___ Material for this task ___

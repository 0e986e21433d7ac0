//! Routing Runtime
//!
//! A traffic-split rule's live state. Each routing carries its own PRNG,
//! seeded from the wall clock at creation, so replicas dice independently.

use crate::domain::entities::{Routing, RoutingStrategy};
use crate::domain::request::DispatchRequest;
use crate::runtime::expr::condition_matches;
use parking_lot::Mutex;
use rand::rngs::StdRng;
use rand::{Rng, SeedableRng};
use std::time::{SystemTime, UNIX_EPOCH};

pub struct RoutingRuntime {
    meta: Routing,
    rng: Mutex<StdRng>,
}

impl RoutingRuntime {
    pub fn new(meta: Routing) -> Self {
        let seed = SystemTime::now()
            .duration_since(UNIX_EPOCH)
            .map(|d| d.as_nanos() as u64)
            .unwrap_or(0);
        Self {
            meta,
            rng: Mutex::new(StdRng::seed_from_u64(seed)),
        }
    }

    pub fn id(&self) -> u64 {
        self.meta.id
    }

    pub fn meta(&self) -> &Routing {
        &self.meta
    }

    pub fn cluster_id(&self) -> u64 {
        self.meta.cluster_id
    }

    pub fn strategy(&self) -> RoutingStrategy {
        self.meta.strategy
    }

    /// True when the routing applies to this request: the API filter
    /// passes (0 filters nothing), every condition holds, and the dice
    /// lands inside the traffic rate.
    pub fn matches(&self, api_id: u64, req: &DispatchRequest) -> bool {
        if self.meta.api > 0 && api_id != self.meta.api {
            return false;
        }

        if !self
            .meta
            .conditions
            .iter()
            .all(|c| condition_matches(c, req))
        {
            return false;
        }

        let n: u32 = self.rng.lock().gen_range(0..100);
        n < self.meta.traffic_rate
    }
}
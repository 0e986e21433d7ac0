//! Dispatch Request - the ingress view of an inbound request
//!
//! The ingress layer flattens whatever HTTP machinery it uses into this
//! struct before asking the dispatcher for a decision. The match engine
//! only ever reads requests through these accessors.

use bytes::Bytes;
use http::{HeaderMap, Method};

/// An inbound request as seen by the match engine.
#[derive(Debug, Clone)]
pub struct DispatchRequest {
    method: Method,
    /// Request URI including the query string, e.g. `/search?q=cat`
    uri: String,
    host: String,
    remote_ip: String,
    headers: HeaderMap,
    body: Bytes,
}

impl DispatchRequest {
    pub fn new(method: Method, uri: impl Into<String>) -> Self {
        Self {
            method,
            uri: uri.into(),
            host: String::new(),
            remote_ip: String::new(),
            headers: HeaderMap::new(),
            body: Bytes::new(),
        }
    }

    pub fn with_host(mut self, host: impl Into<String>) -> Self {
        self.host = host.into();
        self
    }

    pub fn with_remote_ip(mut self, ip: impl Into<String>) -> Self {
        self.remote_ip = ip.into();
        self
    }

    pub fn with_header(mut self, name: &str, value: &str) -> Self {
        if let (Ok(name), Ok(value)) = (name.parse::<http::HeaderName>(), value.parse()) {
            self.headers.insert(name, value);
        }
        self
    }

    pub fn with_body(mut self, body: impl Into<Bytes>) -> Self {
        self.body = body.into();
        self
    }

    pub fn method(&self) -> &Method {
        &self.method
    }

    /// Full request URI including the query string.
    pub fn uri(&self) -> &str {
        &self.uri
    }

    pub fn host(&self) -> &str {
        &self.host
    }

    pub fn remote_ip(&self) -> &str {
        &self.remote_ip
    }

    pub fn body(&self) -> &Bytes {
        &self.body
    }

    /// URI path without the query string.
    pub fn path(&self) -> &str {
        match self.uri.split_once('?') {
            Some((path, _)) => path,
            None => &self.uri,
        }
    }

    /// URL-decoded query parameter.
    pub fn query_value(&self, name: &str) -> Option<String> {
        let query = self.uri.split_once('?').map(|(_, q)| q)?;
        url::form_urlencoded::parse(query.as_bytes())
            .find(|(k, _)| k == name)
            .map(|(_, v)| v.into_owned())
    }

    /// URL-decoded value from a form-encoded body.
    pub fn form_value(&self, name: &str) -> Option<String> {
        url::form_urlencoded::parse(&self.body)
            .find(|(k, _)| k == name)
            .map(|(_, v)| v.into_owned())
    }

    pub fn header_value(&self, name: &str) -> Option<String> {
        self.headers
            .get(name)
            .and_then(|v| v.to_str().ok())
            .map(|s| s.to_string())
    }

    /// Value of a cookie from the `Cookie` header.
    pub fn cookie_value(&self, name: &str) -> Option<String> {
        let header = self.header_value("cookie")?;
        for pair in header.split(';') {
            if let Some((k, v)) = pair.trim().split_once('=') {
                if k == name {
                    return Some(v.to_string());
                }
            }
        }
        None
    }

    /// The `index`-th path segment, skipping the leading slash.
    pub fn path_value(&self, index: usize) -> Option<String> {
        let path = self.path().strip_prefix('/').unwrap_or(self.path());
        path.split('/').nth(index).map(|s| s.to_string())
    }
}

#[cfg(test)]
mod tests {
    use super::*;

    #[test]
    fn test_path_strips_query() {
        let req = DispatchRequest::new(Method::GET, "/search?q=cat");
        assert_eq!(req.path(), "/search");
        assert_eq!(req.uri(), "/search?q=cat");
    }

    #[test]
    fn test_query_value_decodes() {
        let req = DispatchRequest::new(Method::GET, "/search?q=a%20b&lang=en");
        assert_eq!(req.query_value("q").as_deref(), Some("a b"));
        assert_eq!(req.query_value("lang").as_deref(), Some("en"));
        assert_eq!(req.query_value("missing"), None);
    }

    #[test]
    fn test_form_value() {
        let req =
            DispatchRequest::new(Method::POST, "/submit").with_body("user=alice&tier=gold");
        assert_eq!(req.form_value("user").as_deref(), Some("alice"));
        assert_eq!(req.form_value("tier").as_deref(), Some("gold"));
    }

    #[test]
    fn test_header_and_cookie() {
        let req = DispatchRequest::new(Method::GET, "/")
            .with_header("x-tenant", "gold")
            .with_header("cookie", "session=abc123; theme=dark");

        assert_eq!(req.header_value("x-tenant").as_deref(), Some("gold"));
        assert_eq!(req.cookie_value("session").as_deref(), Some("abc123"));
        assert_eq!(req.cookie_value("theme").as_deref(), Some("dark"));
        assert_eq!(req.cookie_value("missing"), None);
    }

    #[test]
    fn test_path_value_segments() {
        let req = DispatchRequest::new(Method::GET, "/users/42/orders?x=1");
        assert_eq!(req.path_value(0).as_deref(), Some("users"));
        assert_eq!(req.path_value(1).as_deref(), Some("42"));
        assert_eq!(req.path_value(2).as_deref(), Some("orders"));
        assert_eq!(req.path_value(3), None);
    }
}
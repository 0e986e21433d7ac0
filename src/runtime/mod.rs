//! Entity Runtimes
//!
//! Derived per-entity state wrapping raw metadata: compiled patterns,
//! limiters, health counters, server sequences. Constructed by the
//! dispatcher from store snapshots and rebuilt on update events.

pub mod api;
pub mod cluster;
pub mod expr;
pub mod routing;
pub mod server;

pub use api::{ApiNode, ApiRuntime, ApiValidation, IpSegment};
pub use cluster::ClusterRuntime;
pub use expr::{condition_matches, param_value};
pub use routing::RoutingRuntime;
pub use server::ServerRuntime;
//! Caching Filter
//!
//! Opportunistic response cache keyed by a request fingerprint: the
//! request URI joined with the values of the node's cache-key parameters.
//! `pre` only attaches a hit to the context; the downstream handler
//! decides whether to serve it. `post` stores the encoded response and
//! schedules its eviction on the timer wheel.

use crate::domain::entities::Parameter;
use crate::domain::request::DispatchRequest;
use crate::filter::{Filter, FilterContext, Response, STATUS_OK};
use crate::infrastructure::{LruCache, TimerWheel};
use crate::runtime::{condition_matches, param_value};
use bytes::Bytes;
use std::sync::{Arc, Weak};
use std::time::Duration;

pub const FILTER_CACHING: &str = "CACHING";

/// Context attribute holding the cached value on a hit.
pub const ATTR_CACHE_HIT: &str = "cache_hit";

pub struct CachingFilter {
    tw: Arc<TimerWheel>,
    cache: Arc<LruCache>,
}

impl CachingFilter {
    pub fn new(max_bytes: u64, tw: Arc<TimerWheel>) -> Self {
        Self {
            tw,
            cache: Arc::new(LruCache::new(max_bytes)),
        }
    }

    pub fn cache(&self) -> &LruCache {
        &self.cache
    }

    /// The fingerprint for this request, or None when the node's cache
    /// conditions reject it (neither served nor stored).
    fn caching_id(ctx: &dyn FilterContext) -> Option<String> {
        let cache = ctx.dispatch_node().cache.as_ref()?;
        let req = ctx.forward_request();

        if !cache.conditions.iter().all(|c| condition_matches(c, req)) {
            return None;
        }

        Some(fingerprint(req, &cache.keys))
    }
}

impl Filter for CachingFilter {
    fn name(&self) -> &str {
        FILTER_CACHING
    }

    fn pre(&self, ctx: &mut dyn FilterContext) -> anyhow::Result<u16> {
        if ctx.dispatch_node().cache.is_none() {
            return Ok(STATUS_OK);
        }

        if let Some(id) = Self::caching_id(ctx) {
            if let Some(value) = self.cache.get(&id) {
                ctx.set_attr(ATTR_CACHE_HIT, value);
            }
        }

        Ok(STATUS_OK)
    }

    fn post(&self, ctx: &mut dyn FilterContext) -> anyhow::Result<u16> {
        let deadline = match ctx.dispatch_node().cache.as_ref() {
            Some(cache) => cache.deadline_secs,
            None => return Ok(STATUS_OK),
        };

        let id = match Self::caching_id(ctx) {
            Some(id) => id,
            None => return Ok(STATUS_OK),
        };

        let response = match ctx.response() {
            Some(response) => response,
            None => return Ok(STATUS_OK),
        };

        self.cache.add(
            id.clone(),
            gen_cached_value(response.content_type.as_bytes(), &response.body),
        );

        let cache: Weak<LruCache> = Arc::downgrade(&self.cache);
        self.tw
            .schedule(Duration::from_secs(deadline), move || {
                if let Some(cache) = cache.upgrade() {
                    cache.remove(&id);
                }
            });

        Ok(STATUS_OK)
    }
}

/// Build the cache key: the request URI, then each key parameter's value,
/// joined with `-`.
fn fingerprint(req: &DispatchRequest, keys: &[Parameter]) -> String {
    if keys.is_empty() {
        return req.uri().to_string();
    }

    let mut parts = Vec::with_capacity(keys.len() + 1);
    parts.push(req.uri().to_string());
    for key in keys {
        parts.push(param_value(key, req));
    }
    parts.join("-")
}

/// Encode a response for the cache: 4-byte big-endian content-type
/// length, content-type bytes, body bytes.
pub fn gen_cached_value(content_type: &[u8], body: &[u8]) -> Bytes {
    let mut data = Vec::with_capacity(4 + content_type.len() + body.len());
    data.extend_from_slice(&(content_type.len() as u32).to_be_bytes());
    data.extend_from_slice(content_type);
    data.extend_from_slice(body);
    Bytes::from(data)
}

/// Split an encoded cache value back into (content-type, body).
pub fn parse_cached_value(data: &Bytes) -> (Bytes, Bytes) {
    let size = u32::from_be_bytes([data[0], data[1], data[2], data[3]]) as usize;
    (data.slice(4..4 + size), data.slice(4 + size..))
}
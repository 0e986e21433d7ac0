//! apigate - API gateway dispatcher
//!
//! Composition root: wires the metadata store, the analyser and the
//! dispatcher together and keeps the model live until shutdown.

use apigate::adapters::outbound::{LogAnalyser, MemStore, Seed};
use apigate::config::load_config;
use apigate::infrastructure::HealthCheckConfig;
use apigate::Dispatcher;
use std::sync::Arc;
use std::time::Duration;

#[tokio::main]
async fn main() -> anyhow::Result<()> {
    let cfg = load_config()?;

    let log_level = if cfg.debug {
        tracing::Level::DEBUG
    } else {
        tracing::Level::INFO
    };
    tracing_subscriber::fmt().with_max_level(log_level).init();

    // Seed the store from disk when configured; an empty model otherwise.
    let seed = match &cfg.meta_path {
        Some(path) => {
            let raw = std::fs::read_to_string(path)?;
            serde_json::from_str::<Seed>(&raw)?
        }
        None => Seed::default(),
    };

    let store = Arc::new(MemStore::from_seed(seed));
    let analyser = Arc::new(LogAnalyser::new());

    let dispatcher = Dispatcher::new(
        store,
        analyser,
        HealthCheckConfig {
            timeout: Duration::from_secs(cfg.health_timeout_secs),
            max_failures: cfg.health_max_fails,
        },
    )?;

    let (stop_tx, stop_rx) = tokio::sync::watch::channel(false);
    dispatcher.start(stop_rx).await;

    tracing::info!("apigate dispatcher running, ctrl-c to stop");
    tokio::signal::ctrl_c().await?;

    let _ = stop_tx.send(true);
    tracing::info!("shutting down");
    Ok(())
}
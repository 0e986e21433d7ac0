//! Adapters Layer
//!
//! Implementations of the domain ports.

pub mod outbound;
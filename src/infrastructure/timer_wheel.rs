//! Timer Wheel
//!
//! Shared one-shot scheduler for deferred callbacks: cache TTL eviction,
//! circuit-state transitions and health-probe rescheduling. Built on the
//! tokio timer; each scheduled callback is an aborted-on-cancel task, so
//! scheduling from inside a firing callback is always safe.
//!
//! Callbacks must be idempotent: a timer may fire after the entity it
//! targets has been removed.

use std::sync::atomic::{AtomicUsize, Ordering};
use std::sync::Arc;
use std::time::Duration;
use tokio::task::AbortHandle;

/// Handle to a scheduled callback.
#[derive(Debug)]
pub struct Timeout {
    handle: AbortHandle,
}

impl Timeout {
    /// Cancel the callback if it has not fired yet.
    pub fn cancel(&self) {
        self.handle.abort();
    }
}

/// One-shot callback scheduler.
#[derive(Debug, Default)]
pub struct TimerWheel {
    pending: Arc<AtomicUsize>,
}

struct PendingGuard(Arc<AtomicUsize>);

impl Drop for PendingGuard {
    fn drop(&mut self) {
        self.0.fetch_sub(1, Ordering::Relaxed);
    }
}

impl TimerWheel {
    pub fn new() -> Self {
        Self {
            pending: Arc::new(AtomicUsize::new(0)),
        }
    }

    /// Run `callback` once after `delay`. The returned handle cancels it;
    /// dropping the handle leaves the timer armed.
    pub fn schedule<F>(&self, delay: Duration, callback: F) -> Timeout
    where
        F: FnOnce() + Send + 'static,
    {
        self.pending.fetch_add(1, Ordering::Relaxed);
        let guard = PendingGuard(self.pending.clone());

        let task = tokio::spawn(async move {
            let _guard = guard;
            tokio::time::sleep(delay).await;
            callback();
        });

        Timeout {
            handle: task.abort_handle(),
        }
    }

    /// Number of timers armed and not yet fired or cancelled.
    pub fn pending(&self) -> usize {
        self.pending.load(Ordering::Relaxed)
    }
}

___

(Problem details)
In the records above, the line with "Some((path, _)) =>" marks the start and the line with "if k == name" marks the end; copy that stretch exactly, both lines included, and nothing else.

(Problem solution)
            Some((path, _)) => path,
            None => &self.uri,
        }
    }

    /// URL-decoded query parameter.
    pub fn query_value(&self, name: &str) -> Option<String> {
        let query = self.uri.split_once('?').map(|(_, q)| q)?;
        url::form_urlencoded::parse(query.as_bytes())
            .find(|(k, _)| k == name)
            .map(|(_, v)| v.into_owned())
    }

    /// URL-decoded value from a form-encoded body.
    pub fn form_value(&self, name: &str) -> Option<String> {
        url::form_urlencoded::parse(&self.body)
            .find(|(k, _)| k == name)
            .map(|(_, v)| v.into_owned())
    }

    pub fn header_value(&self, name: &str) -> Option<String> {
        self.headers
            .get(name)
            .and_then(|v| v.to_str().ok())
            .map(|s| s.to_string())
    }

    /// Value of a cookie from the `Cookie` header.
    pub fn cookie_value(&self, name: &str) -> Option<String> {
        let header = self.header_value("cookie")?;
        for pair in header.split(';') {
            if let Some((k, v)) = pair.trim().split_once('=') {
                if k == name {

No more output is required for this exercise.